Summary and Analysis: <i>The October Country</i> The Next in Line""

Because of her obsession with death and dying, Marie protests when her husband Joseph takes her on a tour of the catacombs in Mexico. Joseph, however, is strangely insistent. As they view the line of standing mummies, Marie is aghast at this spectacle of death and begins to wonder what it would be like to be the next in line. This added dimension to her obsession becomes so intense that she not only begins to lose touch with reality, but she also feels herself begin to die. At first, she is unable to read her favorite magazines and, later, cannot sleep. Then she begins to notice certain changes in her body whenever she looks at herself in her "coffin-sized mirror." Finally, she feels the cogs within her slip, and her entire body begins to shake itself to bits.


 

Bradbury's use of sun imagery foreshadows the outcome of this study of absolute horror. The sun imagery depicts the wholeness of life, a quality now lacking where Marie is concerned, for everything reminds Marie of the mummified people standing in a queue within the catacombs. Foreshadowing begins early in the story as Marie stands in a Mexican street surrounded by shadows while the sun elsewhere shines brightly. Marie watches the sun go down in the sky, turning everything dark, and it is in the dark that she experiences the real terror of death.

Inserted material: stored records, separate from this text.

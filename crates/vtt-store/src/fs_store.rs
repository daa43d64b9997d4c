use crate::{
    DocumentStore, EntityRecord, SessionRecord, StoreError, StoreResult, decode_verified,
    io_error,
};
use std::{
    fmt,
    fs::{self, File},
    io::{ErrorKind, Write},
    path::{Path, PathBuf},
};
use vtt_cbor::{from_canonical_cbor, to_canonical_cbor};
use vtt_types::SessionId;

const SESSION_FILE: &str = "session.cbor";
const ENTITIES_FILE: &str = "entities.cbor";

/// Filesystem-backed store rooted at `<root>/.vtt/sessions`.
///
/// Each session lives in its own directory named by the hex encoding of its
/// id, so arbitrary ids stay path-safe.
#[derive(Clone)]
pub struct FsStore {
    sessions_dir: PathBuf,
}

impl fmt::Debug for FsStore {
    fn fmt(&self, f: &mut fmt::Formatter<'_>) -> fmt::Result {
        f.debug_struct("FsStore")
            .field("sessions_dir", &self.sessions_dir)
            .finish()
    }
}

impl FsStore {
    pub fn open(root: impl AsRef<Path>) -> StoreResult<Self> {
        let sessions_dir = root.as_ref().join(".vtt").join("sessions");
        fs::create_dir_all(&sessions_dir).map_err(|e| io_error(&sessions_dir, e))?;
        Ok(Self { sessions_dir })
    }

    pub fn sessions_dir(&self) -> &Path {
        &self.sessions_dir
    }

    fn session_dir(&self, id: &SessionId) -> PathBuf {
        self.sessions_dir.join(hex::encode(id.as_str()))
    }

    /// Write via a sibling temp file and rename, so readers never see a torn file.
    fn write_replace(path: &Path, bytes: &[u8]) -> StoreResult<()> {
        let tmp = path.with_extension("cbor.tmp");
        let mut file = File::create(&tmp).map_err(|e| io_error(&tmp, e))?;
        file.write_all(bytes).map_err(|e| io_error(&tmp, e))?;
        file.sync_all().map_err(|e| io_error(&tmp, e))?;
        fs::rename(&tmp, path).map_err(|e| io_error(path, e))
    }

    fn read_optional(path: &Path) -> StoreResult<Option<Vec<u8>>> {
        match fs::read(path) {
            Ok(bytes) => Ok(Some(bytes)),
            Err(err) if err.kind() == ErrorKind::NotFound => Ok(None),
            Err(err) => Err(io_error(path, err)),
        }
    }
}

impl DocumentStore for FsStore {
    fn put_session(&self, record: &SessionRecord) -> StoreResult<()> {
        let dir = self.session_dir(&record.session_id);
        fs::create_dir_all(&dir).map_err(|e| io_error(&dir, e))?;
        // Entities first; the session record is the commit point.
        Self::write_replace(&dir.join(ENTITIES_FILE), &to_canonical_cbor(&record.entities())?)?;
        Self::write_replace(&dir.join(SESSION_FILE), &to_canonical_cbor(record)?)
    }

    fn get_session(&self, id: &SessionId) -> StoreResult<Option<SessionRecord>> {
        let path = self.session_dir(id).join(SESSION_FILE);
        Self::read_optional(&path)?
            .map(|bytes| decode_verified(&bytes))
            .transpose()
    }

    fn list_sessions(&self) -> StoreResult<Vec<SessionId>> {
        let entries = fs::read_dir(&self.sessions_dir).map_err(|e| io_error(&self.sessions_dir, e))?;
        let mut ids = Vec::new();
        for entry in entries {
            let entry = entry.map_err(|e| io_error(&self.sessions_dir, e))?;
            if !entry.path().join(SESSION_FILE).is_file() {
                continue;
            }
            let name = entry.file_name();
            let decoded = name
                .to_str()
                .and_then(|name| hex::decode(name).ok())
                .and_then(|bytes| String::from_utf8(bytes).ok());
            if let Some(id) = decoded {
                ids.push(SessionId::new(id));
            }
        }
        ids.sort();
        Ok(ids)
    }

    fn delete_session(&self, id: &SessionId) -> StoreResult<bool> {
        let dir = self.session_dir(id);
        match fs::remove_dir_all(&dir) {
            Ok(()) => Ok(true),
            Err(err) if err.kind() == ErrorKind::NotFound => Ok(false),
            Err(err) => Err(io_error(&dir, err)),
        }
    }

    fn get_entities(&self, id: &SessionId) -> StoreResult<Vec<EntityRecord>> {
        let path = self.session_dir(id).join(ENTITIES_FILE);
        match Self::read_optional(&path)? {
            Some(bytes) => from_canonical_cbor(&bytes).map_err(StoreError::from),
            None => Ok(Vec::new()),
        }
    }
}
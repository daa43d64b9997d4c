mod commands;
mod opts;
mod output;
mod util;

use anyhow::Result;
use clap::{Parser, Subcommand};

use commands::hash::HashArgs;
use commands::inspect::InspectArgs;
use commands::serve::ServeArgs;
use commands::session::SessionCommand;
use commands::state::StateArgs;
use commands::update::UpdateArgs;
use commands::watch::WatchArgs;
use opts::GlobalOpts;

#[derive(Parser, Debug)]
#[command(name = "vtt", version, about = "Tabletop session state engine")]
struct Cli {
    #[command(flatten)]
    opts: GlobalOpts,

    #[command(subcommand)]
    command: Command,
}

#[derive(Subcommand, Debug)]
enum Command {
    /// Run the session daemon on the control socket
    Serve(ServeArgs),

    /// Ask a running daemon to flush and exit
    Shutdown,

    /// Session lifecycle commands
    #[command(subcommand)]
    Session(SessionCommand),

    /// Submit a writer batch
    Update(UpdateArgs),

    /// Fetch the full state of a session
    State(StateArgs),

    /// Stream accepted batches of a session
    Watch(WatchArgs),

    /// Canonical hash of a state document (offline)
    Hash(HashArgs),

    /// Read persisted sessions from the store (offline)
    Inspect(InspectArgs),
}

#[tokio::main]
async fn main() -> Result<()> {
    let cli = Cli::parse();
    let opts = &cli.opts;

    match &cli.command {
        Command::Serve(args) => commands::serve::cmd_serve(opts, args).await,
        Command::Shutdown => commands::serve::cmd_shutdown(opts).await,
        Command::Session(cmd) => commands::session::cmd_session(opts, cmd).await,
        Command::Update(args) => commands::update::cmd_update(opts, args).await,
        Command::State(args) => commands::state::cmd_state(opts, args).await,
        Command::Watch(args) => commands::watch::cmd_watch(opts, args).await,
        Command::Hash(args) => commands::hash::cmd_hash(opts, args),
        Command::Inspect(args) => commands::inspect::cmd_inspect(opts, args),
    }
}
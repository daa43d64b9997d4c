use std::fmt;

use serde::{Deserialize, Serialize};

/// One step of a structural path: a map key or an array position.
///
/// On the wire a JSON string is a key and a non-negative integer is an index.
#[derive(Clone, Debug, PartialEq, Eq, Hash, Serialize, Deserialize)]
#[serde(untagged)]
pub enum PathSegment {
    Key(String),
    Index(u64),
}

impl fmt::Display for PathSegment {
    fn fmt(&self, f: &mut fmt::Formatter<'_>) -> fmt::Result {
        match self {
            PathSegment::Key(key) => f.write_str(key),
            PathSegment::Index(index) => write!(f, "{index}"),
        }
    }
}

impl From<&str> for PathSegment {
    fn from(value: &str) -> Self {
        PathSegment::Key(value.to_string())
    }
}

impl From<String> for PathSegment {
    fn from(value: String) -> Self {
        PathSegment::Key(value)
    }
}

impl From<u64> for PathSegment {
    fn from(value: u64) -> Self {
        PathSegment::Index(value)
    }
}

impl From<usize> for PathSegment {
    fn from(value: usize) -> Self {
        PathSegment::Index(value as u64)
    }
}

/// Address of a node inside the state tree, root first.
#[derive(Clone, Debug, Default, PartialEq, Eq, Hash, Serialize, Deserialize)]
#[serde(transparent)]
pub struct Path(Vec<PathSegment>);

impl Path {
    pub fn new<I, S>(segments: I) -> Self
    where
        I: IntoIterator<Item = S>,
        S: Into<PathSegment>,
    {
        Path(segments.into_iter().map(Into::into).collect())
    }

    pub fn segments(&self) -> &[PathSegment] {
        &self.0
    }

    pub fn len(&self) -> usize {
        self.0.len()
    }

    pub fn is_empty(&self) -> bool {
        self.0.is_empty()
    }

    /// Split into the parent segments and the final segment.
    pub fn split_last(&self) -> Option<(&PathSegment, &[PathSegment])> {
        self.0.split_last()
    }
}

impl From<Vec<PathSegment>> for Path {
    fn from(value: Vec<PathSegment>) -> Self {
        Path(value)
    }
}

impl fmt::Display for Path {
    fn fmt(&self, f: &mut fmt::Formatter<'_>) -> fmt::Result {
        if self.0.is_empty() {
            return f.write_str("/");
        }
        for segment in &self.0 {
            write!(f, "/{segment}")?;
        }
        Ok(())
    }
}

#[cfg(test)]
mod tests {
    use super::*;

    #[test]
    fn wire_form_mixes_keys_and_indices() {
        let path: Path =
            serde_json::from_str(r#"["currentEncounter","tokens",0,"position","x"]"#).unwrap();
        assert_eq!(path.len(), 5);
        assert_eq!(path.segments()[2], PathSegment::Index(0));
        assert_eq!(path.to_string(), "/currentEncounter/tokens/0/position/x");
        assert_eq!(
            serde_json::to_string(&path).unwrap(),
            r#"["currentEncounter","tokens",0,"position","x"]"#
        );
    }

    #[test]
    fn negative_index_is_rejected() {
        assert!(serde_json::from_str::<Path>(r#"["tokens",-1]"#).is_err());
    }
}
//! `vtt hash` command.

use anyhow::Result;
use clap::Args;
use serde_json::json;
use vtt_kernel::canonical_hash;
use vtt_types::Value;

use crate::opts::GlobalOpts;
use crate::output::print_success;
use crate::util::read_json_arg;

#[derive(Args, Debug)]
pub struct HashArgs {
    /// State as inline JSON, `@file`, or `-` for stdin
    pub state: String,
}

/// Print the canonical hash of a state document without touching a daemon.
pub fn cmd_hash(opts: &GlobalOpts, args: &HashArgs) -> Result<()> {
    let value = Value::from(read_json_arg(&args.state)?);
    let hash = canonical_hash(&value)?;
    print_success(opts, json!(hash.to_hex()), vec![])
}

Finally, as Marie feels her body slowly dying, becoming like the parchment bodies of the mummies in the catacombs, she has thoughts of "bronze childhood when everything was sun on green trees and sun on water and sun on blond child hair." Joseph tells her that she will feel better when the sun shines again, but Maria's days in the sun are over. When Joseph leaves Mexico, he leaves smiling and alone.